Start of INFORMATION

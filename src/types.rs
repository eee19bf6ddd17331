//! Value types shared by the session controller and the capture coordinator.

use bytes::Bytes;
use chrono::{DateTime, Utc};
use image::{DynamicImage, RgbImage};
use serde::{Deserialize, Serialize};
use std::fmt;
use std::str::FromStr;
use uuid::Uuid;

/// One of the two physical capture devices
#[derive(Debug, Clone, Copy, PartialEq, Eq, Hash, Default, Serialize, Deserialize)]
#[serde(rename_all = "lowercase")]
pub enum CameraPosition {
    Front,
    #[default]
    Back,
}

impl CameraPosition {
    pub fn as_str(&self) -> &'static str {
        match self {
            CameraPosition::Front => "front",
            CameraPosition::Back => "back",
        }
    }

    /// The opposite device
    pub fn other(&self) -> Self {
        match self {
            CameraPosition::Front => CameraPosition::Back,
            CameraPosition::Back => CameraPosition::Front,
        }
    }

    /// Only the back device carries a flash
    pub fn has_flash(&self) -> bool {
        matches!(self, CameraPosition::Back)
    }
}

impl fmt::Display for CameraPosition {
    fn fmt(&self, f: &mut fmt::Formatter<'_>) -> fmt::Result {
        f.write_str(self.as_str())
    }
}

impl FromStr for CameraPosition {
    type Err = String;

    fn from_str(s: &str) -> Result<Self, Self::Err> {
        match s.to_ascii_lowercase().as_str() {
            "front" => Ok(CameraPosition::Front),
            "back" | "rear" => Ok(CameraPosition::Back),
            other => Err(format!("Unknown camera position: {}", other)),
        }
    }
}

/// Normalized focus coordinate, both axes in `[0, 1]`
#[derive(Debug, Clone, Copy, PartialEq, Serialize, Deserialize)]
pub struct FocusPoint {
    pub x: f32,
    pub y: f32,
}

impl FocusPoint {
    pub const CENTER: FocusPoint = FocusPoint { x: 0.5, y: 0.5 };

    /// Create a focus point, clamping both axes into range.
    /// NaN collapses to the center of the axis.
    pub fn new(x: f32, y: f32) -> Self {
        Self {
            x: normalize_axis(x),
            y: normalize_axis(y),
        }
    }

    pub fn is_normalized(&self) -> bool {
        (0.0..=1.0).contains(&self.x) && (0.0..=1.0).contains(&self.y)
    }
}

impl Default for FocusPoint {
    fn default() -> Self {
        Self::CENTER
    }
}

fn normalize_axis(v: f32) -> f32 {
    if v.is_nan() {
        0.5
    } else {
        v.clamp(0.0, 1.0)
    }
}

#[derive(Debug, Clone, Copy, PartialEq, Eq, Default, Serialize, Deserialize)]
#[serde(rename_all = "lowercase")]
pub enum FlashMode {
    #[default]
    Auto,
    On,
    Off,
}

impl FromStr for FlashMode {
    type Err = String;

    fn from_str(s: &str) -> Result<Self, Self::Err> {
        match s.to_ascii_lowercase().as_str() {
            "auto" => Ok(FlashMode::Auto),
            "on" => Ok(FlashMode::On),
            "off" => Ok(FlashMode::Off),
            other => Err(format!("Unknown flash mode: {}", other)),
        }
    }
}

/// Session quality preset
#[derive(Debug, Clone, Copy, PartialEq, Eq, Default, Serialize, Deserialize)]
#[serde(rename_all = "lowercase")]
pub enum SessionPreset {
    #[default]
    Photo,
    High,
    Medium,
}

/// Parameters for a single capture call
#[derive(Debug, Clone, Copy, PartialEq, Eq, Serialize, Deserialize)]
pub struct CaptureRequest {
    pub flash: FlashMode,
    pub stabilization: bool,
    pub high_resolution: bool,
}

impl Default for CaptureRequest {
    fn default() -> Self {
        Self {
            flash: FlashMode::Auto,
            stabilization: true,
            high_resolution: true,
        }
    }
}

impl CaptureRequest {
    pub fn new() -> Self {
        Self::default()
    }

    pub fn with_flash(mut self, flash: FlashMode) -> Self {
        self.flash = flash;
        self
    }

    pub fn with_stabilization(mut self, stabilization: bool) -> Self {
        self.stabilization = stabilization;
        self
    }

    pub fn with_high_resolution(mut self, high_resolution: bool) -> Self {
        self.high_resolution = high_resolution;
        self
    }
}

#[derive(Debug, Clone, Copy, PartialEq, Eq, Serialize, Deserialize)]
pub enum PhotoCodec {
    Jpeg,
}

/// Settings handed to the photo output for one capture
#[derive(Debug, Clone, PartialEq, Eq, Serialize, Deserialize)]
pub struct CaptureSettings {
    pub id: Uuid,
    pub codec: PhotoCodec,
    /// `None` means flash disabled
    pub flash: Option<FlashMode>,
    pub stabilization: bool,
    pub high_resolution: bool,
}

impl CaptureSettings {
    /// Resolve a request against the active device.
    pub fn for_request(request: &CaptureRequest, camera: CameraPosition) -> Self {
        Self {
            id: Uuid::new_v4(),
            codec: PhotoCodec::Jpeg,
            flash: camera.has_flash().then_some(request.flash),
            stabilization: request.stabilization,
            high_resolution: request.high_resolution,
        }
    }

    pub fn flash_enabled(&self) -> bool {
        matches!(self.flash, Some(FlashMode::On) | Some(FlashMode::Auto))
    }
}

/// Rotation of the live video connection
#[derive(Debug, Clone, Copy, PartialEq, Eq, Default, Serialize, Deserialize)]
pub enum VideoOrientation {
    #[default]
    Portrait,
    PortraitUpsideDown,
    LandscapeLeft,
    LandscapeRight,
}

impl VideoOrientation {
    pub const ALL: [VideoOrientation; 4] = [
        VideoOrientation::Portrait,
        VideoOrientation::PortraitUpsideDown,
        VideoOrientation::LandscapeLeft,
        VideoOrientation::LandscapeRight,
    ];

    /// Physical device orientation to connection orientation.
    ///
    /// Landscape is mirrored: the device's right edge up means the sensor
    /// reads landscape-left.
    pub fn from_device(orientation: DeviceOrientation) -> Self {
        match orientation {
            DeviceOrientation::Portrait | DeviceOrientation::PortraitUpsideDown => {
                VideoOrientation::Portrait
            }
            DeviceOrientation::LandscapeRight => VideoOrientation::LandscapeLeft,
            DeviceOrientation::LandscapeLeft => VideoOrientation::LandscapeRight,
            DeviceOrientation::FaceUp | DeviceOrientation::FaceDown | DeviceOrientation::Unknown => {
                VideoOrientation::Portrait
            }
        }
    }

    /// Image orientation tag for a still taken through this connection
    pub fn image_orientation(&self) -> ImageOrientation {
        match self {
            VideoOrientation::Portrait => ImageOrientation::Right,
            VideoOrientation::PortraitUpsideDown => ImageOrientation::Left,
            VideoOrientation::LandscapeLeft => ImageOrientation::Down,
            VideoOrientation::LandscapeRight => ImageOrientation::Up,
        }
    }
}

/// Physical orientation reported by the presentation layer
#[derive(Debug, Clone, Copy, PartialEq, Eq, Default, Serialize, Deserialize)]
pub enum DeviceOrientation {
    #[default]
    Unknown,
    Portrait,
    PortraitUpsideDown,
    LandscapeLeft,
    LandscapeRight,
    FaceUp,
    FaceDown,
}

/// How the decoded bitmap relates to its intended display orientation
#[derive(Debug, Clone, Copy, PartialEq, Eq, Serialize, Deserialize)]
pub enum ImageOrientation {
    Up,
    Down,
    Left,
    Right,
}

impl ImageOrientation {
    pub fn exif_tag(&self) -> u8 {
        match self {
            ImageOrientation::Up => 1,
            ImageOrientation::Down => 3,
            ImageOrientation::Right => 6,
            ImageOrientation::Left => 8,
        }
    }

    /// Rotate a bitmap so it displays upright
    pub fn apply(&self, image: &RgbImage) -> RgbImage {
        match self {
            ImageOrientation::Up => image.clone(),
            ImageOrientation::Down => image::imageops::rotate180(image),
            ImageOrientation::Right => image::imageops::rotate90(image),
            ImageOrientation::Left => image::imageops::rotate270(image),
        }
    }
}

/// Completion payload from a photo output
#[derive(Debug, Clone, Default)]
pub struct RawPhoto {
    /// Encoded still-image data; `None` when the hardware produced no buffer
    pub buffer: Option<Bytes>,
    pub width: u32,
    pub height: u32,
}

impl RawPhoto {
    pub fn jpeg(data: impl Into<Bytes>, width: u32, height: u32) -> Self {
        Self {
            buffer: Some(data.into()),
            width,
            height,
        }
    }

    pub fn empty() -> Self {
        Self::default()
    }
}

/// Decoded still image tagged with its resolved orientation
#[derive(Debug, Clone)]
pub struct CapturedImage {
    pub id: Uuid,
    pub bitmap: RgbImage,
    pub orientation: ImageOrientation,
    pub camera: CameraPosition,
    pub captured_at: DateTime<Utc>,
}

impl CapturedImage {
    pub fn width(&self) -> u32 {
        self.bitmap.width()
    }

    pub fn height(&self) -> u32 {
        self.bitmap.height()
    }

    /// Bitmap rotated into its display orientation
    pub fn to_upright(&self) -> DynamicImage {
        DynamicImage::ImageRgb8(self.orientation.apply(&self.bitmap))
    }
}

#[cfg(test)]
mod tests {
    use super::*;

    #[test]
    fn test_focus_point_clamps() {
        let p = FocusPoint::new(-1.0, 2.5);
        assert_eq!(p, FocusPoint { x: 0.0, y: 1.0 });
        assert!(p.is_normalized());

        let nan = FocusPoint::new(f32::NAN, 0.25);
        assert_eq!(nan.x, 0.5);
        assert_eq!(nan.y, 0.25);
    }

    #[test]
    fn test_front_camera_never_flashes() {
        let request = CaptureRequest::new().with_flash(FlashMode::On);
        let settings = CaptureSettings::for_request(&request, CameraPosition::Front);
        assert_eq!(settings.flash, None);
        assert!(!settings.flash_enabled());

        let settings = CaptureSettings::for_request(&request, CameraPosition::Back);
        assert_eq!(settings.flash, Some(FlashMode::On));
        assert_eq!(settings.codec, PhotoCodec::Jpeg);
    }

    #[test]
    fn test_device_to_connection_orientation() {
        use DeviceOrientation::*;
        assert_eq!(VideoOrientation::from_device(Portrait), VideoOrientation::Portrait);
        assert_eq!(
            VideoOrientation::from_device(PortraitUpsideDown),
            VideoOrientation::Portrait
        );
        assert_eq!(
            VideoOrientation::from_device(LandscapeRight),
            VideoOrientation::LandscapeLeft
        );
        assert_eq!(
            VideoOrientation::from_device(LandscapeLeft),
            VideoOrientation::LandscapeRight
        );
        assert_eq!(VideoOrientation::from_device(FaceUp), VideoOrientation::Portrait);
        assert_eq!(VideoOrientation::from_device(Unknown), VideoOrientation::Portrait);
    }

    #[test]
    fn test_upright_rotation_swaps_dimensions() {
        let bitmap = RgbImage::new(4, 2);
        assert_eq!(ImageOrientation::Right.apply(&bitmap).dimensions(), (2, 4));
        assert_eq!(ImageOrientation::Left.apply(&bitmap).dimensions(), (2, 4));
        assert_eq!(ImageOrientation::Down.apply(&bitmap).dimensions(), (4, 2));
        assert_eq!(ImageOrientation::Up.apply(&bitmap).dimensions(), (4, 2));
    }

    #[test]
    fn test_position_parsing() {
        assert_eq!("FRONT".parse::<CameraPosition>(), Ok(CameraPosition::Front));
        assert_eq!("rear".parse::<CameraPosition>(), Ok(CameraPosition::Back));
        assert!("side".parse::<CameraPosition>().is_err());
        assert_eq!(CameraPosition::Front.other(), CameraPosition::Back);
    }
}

End of INFORMATION
Start of INFORMATION

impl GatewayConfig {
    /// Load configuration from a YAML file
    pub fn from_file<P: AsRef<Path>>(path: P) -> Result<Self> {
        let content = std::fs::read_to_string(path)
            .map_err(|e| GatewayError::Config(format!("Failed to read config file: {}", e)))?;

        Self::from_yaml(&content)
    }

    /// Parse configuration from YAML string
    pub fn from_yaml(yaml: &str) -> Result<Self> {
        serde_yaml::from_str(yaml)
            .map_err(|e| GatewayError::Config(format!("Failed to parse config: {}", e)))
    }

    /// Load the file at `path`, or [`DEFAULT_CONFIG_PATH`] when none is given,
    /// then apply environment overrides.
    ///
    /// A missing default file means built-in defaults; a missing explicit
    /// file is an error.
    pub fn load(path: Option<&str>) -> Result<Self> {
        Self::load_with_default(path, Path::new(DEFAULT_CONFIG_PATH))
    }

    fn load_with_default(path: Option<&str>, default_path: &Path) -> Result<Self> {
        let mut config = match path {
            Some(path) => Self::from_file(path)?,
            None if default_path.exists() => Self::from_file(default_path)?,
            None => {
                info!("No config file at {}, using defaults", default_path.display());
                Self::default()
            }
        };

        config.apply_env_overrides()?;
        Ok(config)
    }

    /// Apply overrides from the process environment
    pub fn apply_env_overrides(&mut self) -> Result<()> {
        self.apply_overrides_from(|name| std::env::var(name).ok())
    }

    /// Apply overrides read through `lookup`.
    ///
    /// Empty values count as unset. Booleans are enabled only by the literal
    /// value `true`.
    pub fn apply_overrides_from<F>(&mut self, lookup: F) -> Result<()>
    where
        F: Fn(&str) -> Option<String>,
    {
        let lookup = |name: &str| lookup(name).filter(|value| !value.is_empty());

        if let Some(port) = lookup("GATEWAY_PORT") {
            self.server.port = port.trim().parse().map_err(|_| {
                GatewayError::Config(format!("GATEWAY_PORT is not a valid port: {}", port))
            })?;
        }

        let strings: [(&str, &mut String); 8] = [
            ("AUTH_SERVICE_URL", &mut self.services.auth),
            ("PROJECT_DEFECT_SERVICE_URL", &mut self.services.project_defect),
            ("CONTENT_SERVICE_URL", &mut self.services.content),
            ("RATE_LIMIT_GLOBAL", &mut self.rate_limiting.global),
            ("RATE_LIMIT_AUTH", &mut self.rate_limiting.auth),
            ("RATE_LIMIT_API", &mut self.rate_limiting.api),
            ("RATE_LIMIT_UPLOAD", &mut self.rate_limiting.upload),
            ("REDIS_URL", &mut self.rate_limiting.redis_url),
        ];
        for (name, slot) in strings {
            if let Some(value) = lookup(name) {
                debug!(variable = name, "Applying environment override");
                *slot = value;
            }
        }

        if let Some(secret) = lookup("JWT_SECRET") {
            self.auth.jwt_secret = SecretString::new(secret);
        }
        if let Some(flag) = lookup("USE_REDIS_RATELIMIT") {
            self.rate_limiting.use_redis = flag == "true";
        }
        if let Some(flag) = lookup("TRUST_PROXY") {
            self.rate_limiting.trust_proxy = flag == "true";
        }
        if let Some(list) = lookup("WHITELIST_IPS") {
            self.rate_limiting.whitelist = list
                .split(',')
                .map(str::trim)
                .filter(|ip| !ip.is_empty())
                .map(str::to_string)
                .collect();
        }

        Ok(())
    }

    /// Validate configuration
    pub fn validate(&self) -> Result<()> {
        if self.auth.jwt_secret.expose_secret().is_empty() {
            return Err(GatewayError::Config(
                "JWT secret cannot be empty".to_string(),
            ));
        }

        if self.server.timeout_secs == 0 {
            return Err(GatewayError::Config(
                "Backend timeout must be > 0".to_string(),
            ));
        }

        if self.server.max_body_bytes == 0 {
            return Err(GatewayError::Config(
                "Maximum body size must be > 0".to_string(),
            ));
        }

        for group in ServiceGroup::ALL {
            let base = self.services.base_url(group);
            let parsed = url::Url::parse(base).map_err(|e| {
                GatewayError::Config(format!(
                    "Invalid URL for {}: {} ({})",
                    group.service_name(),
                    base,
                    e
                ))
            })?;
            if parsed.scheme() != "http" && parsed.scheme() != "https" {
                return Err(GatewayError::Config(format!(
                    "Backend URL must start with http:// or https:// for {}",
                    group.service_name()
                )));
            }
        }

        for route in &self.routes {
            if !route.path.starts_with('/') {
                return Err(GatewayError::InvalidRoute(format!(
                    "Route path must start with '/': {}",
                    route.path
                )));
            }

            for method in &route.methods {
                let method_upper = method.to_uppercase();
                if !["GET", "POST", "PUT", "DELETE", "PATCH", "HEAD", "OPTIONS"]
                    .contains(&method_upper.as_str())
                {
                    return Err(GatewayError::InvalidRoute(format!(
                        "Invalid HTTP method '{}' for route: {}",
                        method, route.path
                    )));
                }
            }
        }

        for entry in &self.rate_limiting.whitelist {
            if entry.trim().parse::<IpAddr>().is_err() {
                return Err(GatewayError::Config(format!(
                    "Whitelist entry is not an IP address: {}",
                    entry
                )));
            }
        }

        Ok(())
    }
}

End of INFORMATION

Only one thing belongs in the answer: the number of lines of the data that contain the string "width".

5